We acknowledge the fact that high aid dependency can seriously weaken a government’s ability to attend to some of the more pressing social needs of its people. Addressing the H.I.V.-AIDS crisis is one of the most urgent concerns of developing countries today. We have a moral obligation to come to the immediate assistance of these countries—not by encouraging countries to borrow to finance H.I.V.-AIDS programs, but by integrating AIDS into debt relief programs. In fact, many of the countries that will benefit from debt relief are countries that are severely affected by the AIDS epidemic.

A second global public good where the bank can make a big impact is in the use of new technology to deliver knowledge where it is needed. Bridging the digital divide is an issue we must all address.

Today we have a unique tool at our disposal to enable involvement of all, on a scale undreamed of just a few years ago. Technology alone will not solve the problems of the developing world, but we believe it can play a major role in helping meet the challenges of poverty. And so, over the last five years, we have been focusing on how we can harness the power of information and communications technology and of knowledge to accelerate development.

The World Bank is working with governments to foster policy, regulatory and network readiness, through our analytical and advisory work and through our grant facility, infoDev. We have established direct communications through the African Virtual University, which we created, which is operating in 14 countries, as well as through the partnership for capacity-building in Africa. We have already linked 35,000 school children in 15 developing countries with partner schools in developed countries through our World Links program, providing training and information exchange and joint projects between teachers and students. We have linked the world’s leading research institutions with local and regional research institutions in developing countries through the Global Distance Learning Network, providing the possibility of Internet communication and joint research.

The information and communications revolution offers us an unprecedented opportunity to make empowerment and participation a reality. There is no reason why hundreds of millions of people living in Central Asia, Latin America or Africa should be cut off from the ideas that are changing the rest of the world, or why these ideas should not be enriched by their local experience simply because of a lack of readily available cable or satellite technology. The capacity of the Internet—yet to be fully imagined—to eliminate forever the knowledge gap between rich and poor countries may be the single most important determinant of what our world will look like in 50 years.

Education is also key to harnessing knowledge as a major driving force for development. The World Bank will continue to push for a global consensus on the centrality of education for economic and social development and for poverty reduction. We are partnering with others to support countries that are committed to achieving the Education for All goals much sooner than the 2015 timeline and will intensify its efforts to help countries identify priorities and finance and implement national action plans. We will leverage stronger partnerships on core topics such as improving girls’ education and providing basic education for the poorest.

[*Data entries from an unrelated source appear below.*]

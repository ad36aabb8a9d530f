//! HTTP server for Undertow
//!
//! Serves catalog objects as seekable byte streams and exposes a small JSON
//! API for link hashes and background content inspection.

use std::sync::Arc;

use axum::Router;
use axum::routing::{get, post};
use chrono::{DateTime, Utc};
use tokio_util::sync::CancellationToken;
use tower_http::cors::CorsLayer;
use tower_http::trace::TraceLayer;
use undertow_core::config::UndertowConfig;
#[cfg(feature = "simulation")]
use undertow_core::sampling::StubClassifier;
use undertow_core::sampling::ContentInspector;
use undertow_core::store::HttpChunkClient;
use undertow_core::{ConfigError, RemoteChunkClient, RuntimeMode, StoreLimits};
#[cfg(feature = "simulation")]
use undertow_sim::{SimulatedFrameExtractor, demo_store};

use crate::catalog::{CatalogError, ObjectCatalog};
use crate::handlers::{inspect_object, object_hash, ping, server_status, stream_object};

/// Shared state handed to every handler.
#[derive(Clone)]
pub struct AppState {
    pub catalog: Arc<ObjectCatalog>,
    pub client: Arc<dyn RemoteChunkClient>,
    pub limits: StoreLimits,
    pub inspector: Arc<ContentInspector<dyn RemoteChunkClient>>,
    pub link_hash_length: usize,
    pub stream_buffer_size: usize,
    /// Cancelled on shutdown; every open stream holds a child token.
    pub shutdown: CancellationToken,
    pub started_at: DateTime<Utc>,
}

impl AppState {
    /// Assembles state around an arbitrary chunk client.
    pub fn new(
        config: &UndertowConfig,
        catalog: ObjectCatalog,
        client: Arc<dyn RemoteChunkClient>,
        inspector: ContentInspector<dyn RemoteChunkClient>,
    ) -> Self {
        Self {
            catalog: Arc::new(catalog),
            client,
            limits: StoreLimits::from(&config.store),
            inspector: Arc::new(inspector),
            link_hash_length: config.server.link_hash_length,
            stream_buffer_size: config.server.stream_buffer_size,
            shutdown: CancellationToken::new(),
            started_at: Utc::now(),
        }
    }

    /// State backed by the configured upstream store and catalog manifest.
    ///
    /// # Errors
    /// - `ServerError::Config` - Invalid configuration or upstream URL
    /// - `ServerError::Catalog` - Catalog manifest cannot be loaded
    pub async fn production(config: &UndertowConfig) -> Result<Self, ServerError> {
        let catalog = match &config.server.catalog_path {
            Some(path) => ObjectCatalog::load(path).await?,
            None => {
                tracing::warn!("No catalog configured, serving no objects");
                ObjectCatalog::new()
            }
        };

        let client: Arc<dyn RemoteChunkClient> =
            Arc::new(HttpChunkClient::new(&config.upstream, &config.store)?);
        let limits = StoreLimits::from(&config.store);
        let inspector =
            ContentInspector::from_config(Arc::clone(&client), limits, &config.inspection);

        Ok(Self::new(config, catalog, client, inspector))
    }

    /// State for the requested runtime mode.
    ///
    /// # Errors
    /// - `ServerError::Config` - Invalid configuration or upstream URL
    /// - `ServerError::Catalog` - Catalog manifest cannot be loaded
    /// - `ServerError::DemoUnavailable` - Demo mode without the `simulation` feature
    pub async fn for_mode(config: &UndertowConfig, mode: RuntimeMode) -> Result<Self, ServerError> {
        match mode {
            RuntimeMode::Production => Self::production(config).await,
            #[cfg(feature = "simulation")]
            RuntimeMode::Demo => Ok(Self::demo(config)),
            #[cfg(not(feature = "simulation"))]
            RuntimeMode::Demo => Err(ServerError::DemoUnavailable),
        }
    }

    /// State backed by the in-memory demo store and a simulated extractor.
    #[cfg(feature = "simulation")]
    pub fn demo(config: &UndertowConfig) -> Self {
        let limits = StoreLimits::from(&config.store);
        let (store, objects) = demo_store(limits);
        let catalog: ObjectCatalog = objects
            .into_iter()
            .map(|object| (object.id, object.handle))
            .collect();

        let client: Arc<dyn RemoteChunkClient> = store;
        let inspector = ContentInspector::new(
            Arc::clone(&client),
            limits,
            Arc::new(SimulatedFrameExtractor::new()),
            Arc::new(StubClassifier),
            &config.inspection,
        );

        Self::new(config, catalog, client, inspector)
    }
}

#[derive(Debug, thiserror::Error)]
pub enum ServerError {
    #[error("configuration error: {0}")]
    Config(#[from] ConfigError),

    #[error("catalog error: {0}")]
    Catalog(#[from] CatalogError),

    #[error("demo mode requires the simulation feature")]
    DemoUnavailable,

    #[error("cannot bind {addr}: {source}")]
    Bind {
        addr: String,
        #[source]
        source: std::io::Error,
    },

    #[error("server error: {0}")]
    Serve(#[source] std::io::Error),
}

/// Builds the application router.
pub fn build_router(state: AppState) -> Router {
    Router::new()
        .route("/ping", get(ping))
        .route("/stream/{id}/{hash}", get(stream_object))
        .route("/api/v1/status", get(server_status))
        .route("/api/v1/hash/{id}", get(object_hash))
        .route("/api/v1/inspect/{id}", post(inspect_object))
        .layer(TraceLayer::new_for_http())
        .layer(CorsLayer::permissive())
        .with_state(state)
}

/// Runs the server until Ctrl-C.
///
/// # Errors
/// - `ServerError::Config` - Configuration failed validation
/// - `ServerError::Catalog` - Catalog could not be loaded
/// - `ServerError::DemoUnavailable` - Demo mode without the `simulation` feature
/// - `ServerError::Bind` - Listen address unavailable
/// - `ServerError::Serve` - Server loop failed
pub async fn run_server(config: UndertowConfig, mode: RuntimeMode) -> Result<(), ServerError> {
    config.validate()?;

    let state = AppState::for_mode(&config, mode).await?;
    let shutdown = state.shutdown.clone();

    if mode.is_demo() {
        for id in state.catalog.ids() {
            if let Some(object) = state.catalog.get(id) {
                tracing::info!(
                    "Demo object {}: /stream/{}/{} ({} bytes)",
                    object.name(),
                    id,
                    object.link_hash(state.link_hash_length),
                    object.size()
                );
            }
        }
    }

    let app = build_router(state);
    let addr = format!("{}:{}", config.server.host, config.server.port);
    let listener = tokio::net::TcpListener::bind(&addr)
        .await
        .map_err(|source| ServerError::Bind {
            addr: addr.clone(),
            source,
        })?;

    tracing::info!("Undertow ({mode}) listening on http://{addr}");
    axum::serve(listener, app)
        .with_graceful_shutdown(shutdown_signal(shutdown))
        .await
        .map_err(ServerError::Serve)?;

    tracing::info!("Server stopped");
    Ok(())
}

async fn shutdown_signal(shutdown: CancellationToken) {
    if let Err(e) = tokio::signal::ctrl_c().await {
        tracing::error!("Failed to listen for shutdown signal: {e}");
        return;
    }
    tracing::info!("Shutdown requested, closing open streams");
    shutdown.cancel();
}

The World Bank is committed to working with its partners, including other donors, to ensure that no country with a credible, viable and sustainable education plan will be unable to implement it for lack of external resources.

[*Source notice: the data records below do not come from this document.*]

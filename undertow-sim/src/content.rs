//! Deterministic demo content.

use std::sync::Arc;

use bytes::{BufMut, Bytes, BytesMut};
use rand::{RngCore, SeedableRng};
use rand_chacha::ChaCha8Rng;
use undertow_core::{RemoteObjectHandle, StoreLimits};

use crate::store::InMemoryChunkStore;

/// Generates `len` pseudo-random bytes; the same seed always yields the same
/// bytes.
pub fn deterministic_content(seed: u64, len: usize) -> Bytes {
    let mut rng = ChaCha8Rng::seed_from_u64(seed);
    let mut buf = vec![0u8; len];
    rng.fill_bytes(&mut buf);
    Bytes::from(buf)
}

/// Deterministic bytes behind a minimal ISO-BMFF `ftyp` box, enough for
/// content sniffers to treat the object as MP4.
pub fn fake_mp4(seed: u64, len: usize) -> Bytes {
    const HEADER_LEN: usize = 24;
    if len < HEADER_LEN {
        return deterministic_content(seed, len);
    }

    let mut buf = BytesMut::with_capacity(len);
    buf.put_u32(HEADER_LEN as u32);
    buf.put_slice(b"ftypisom");
    buf.put_u32(0x200);
    buf.put_slice(b"isommp41");
    buf.put(deterministic_content(seed, len - HEADER_LEN));
    buf.freeze()
}

/// A demo object and the public id it is served under.
#[derive(Debug, Clone)]
pub struct DemoObject {
    pub id: String,
    pub handle: RemoteObjectHandle,
}

/// Builds a store preloaded with a handful of demo objects.
pub fn demo_store(limits: StoreLimits) -> (Arc<InMemoryChunkStore>, Vec<DemoObject>) {
    let store = InMemoryChunkStore::new(limits);
    let specs: [(&str, &str, Bytes, Option<&str>, &str); 3] = [
        (
            "1",
            "demo-video-1",
            fake_mp4(1, 3 * 1024 * 1024 + 517),
            Some("video/mp4"),
            "ocean-waves.mp4",
        ),
        (
            "2",
            "demo-video-2",
            fake_mp4(2, 12 * 1024 * 1024),
            Some("video/mp4"),
            "city-timelapse.mp4",
        ),
        (
            "3",
            "demo-notes-3",
            deterministic_content(3, 10_000),
            None,
            "notes.bin",
        ),
    ];

    let objects = specs
        .into_iter()
        .map(|(id, location, data, mime, name)| DemoObject {
            id: id.to_string(),
            handle: store.add_object(location, data, mime, name),
        })
        .collect();

    tracing::info!("Demo store ready");
    (Arc::new(store), objects)
}

#[cfg(test)]
mod tests {
    use undertow_core::RemoteChunkClient;

    use super::*;

    #[test]
    fn test_content_is_deterministic() {
        assert_eq!(deterministic_content(7, 4096), deterministic_content(7, 4096));
        assert_ne!(deterministic_content(7, 64), deterministic_content(8, 64));
    }

    #[test]
    fn test_fake_mp4_header() {
        let data = fake_mp4(1, 100);
        assert_eq!(data.len(), 100);
        assert_eq!(&data[4..8], b"ftyp");
    }

    #[tokio::test]
    async fn test_demo_store_serves_objects() {
        let (store, objects) = demo_store(StoreLimits::default());
        assert_eq!(objects.len(), 3);

        let first = &objects[0].handle;
        assert_eq!(first.content_type(), "video/mp4");
        let head = store.fetch(first.location(), 0, 4096).await.unwrap();
        assert_eq!(&head[4..8], b"ftyp");
    }
}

In assessing which direction to take in the new millennium and how we will harness the forces of globalization to ensure that the opportunities it creates are shared by all, everyone should have a voice, most importantly the poor themselves.

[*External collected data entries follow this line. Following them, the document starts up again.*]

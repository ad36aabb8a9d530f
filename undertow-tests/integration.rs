//! Integration tests for Undertow
//!
//! Exercise the streaming server, the inspection pipeline and the HTTP
//! chunk client end to end against the simulated store or a local fake
//! upstream.

#[path = "integration/catalog_manifest.rs"]
mod catalog_manifest;
#[path = "integration/http_upstream.rs"]
mod http_upstream;
#[path = "integration/sampling_pipeline.rs"]
mod sampling_pipeline;
#[path = "integration/streaming_http.rs"]
mod streaming_http;
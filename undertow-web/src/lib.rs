//! Undertow Web - Range streaming HTTP server
//!
//! Exposes catalog objects as seekable HTTP streams backed by the remote
//! chunk store, plus a small JSON API.

pub mod catalog;
pub mod handlers;
pub mod server;

// Re-export main types
pub use catalog::{CatalogError, ObjectCatalog};
pub use server::{AppState, ServerError, build_router, run_server};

Our challenge is to move beyond the rhetoric and recognize that we live in a time of astonishing possibility. Whether it be immunizing all children against preventable disease or linking every school in Central Asia to the Internet, solutions to problems that seemed insurmountable just a few years ago are now within reach. But in order to provide real solutions to our seemingly intractable problems of poverty and disease, we need to enlist the help of everyone. We must work together to harness the benefits of globalization to deliver prosperity to the many, not just the few.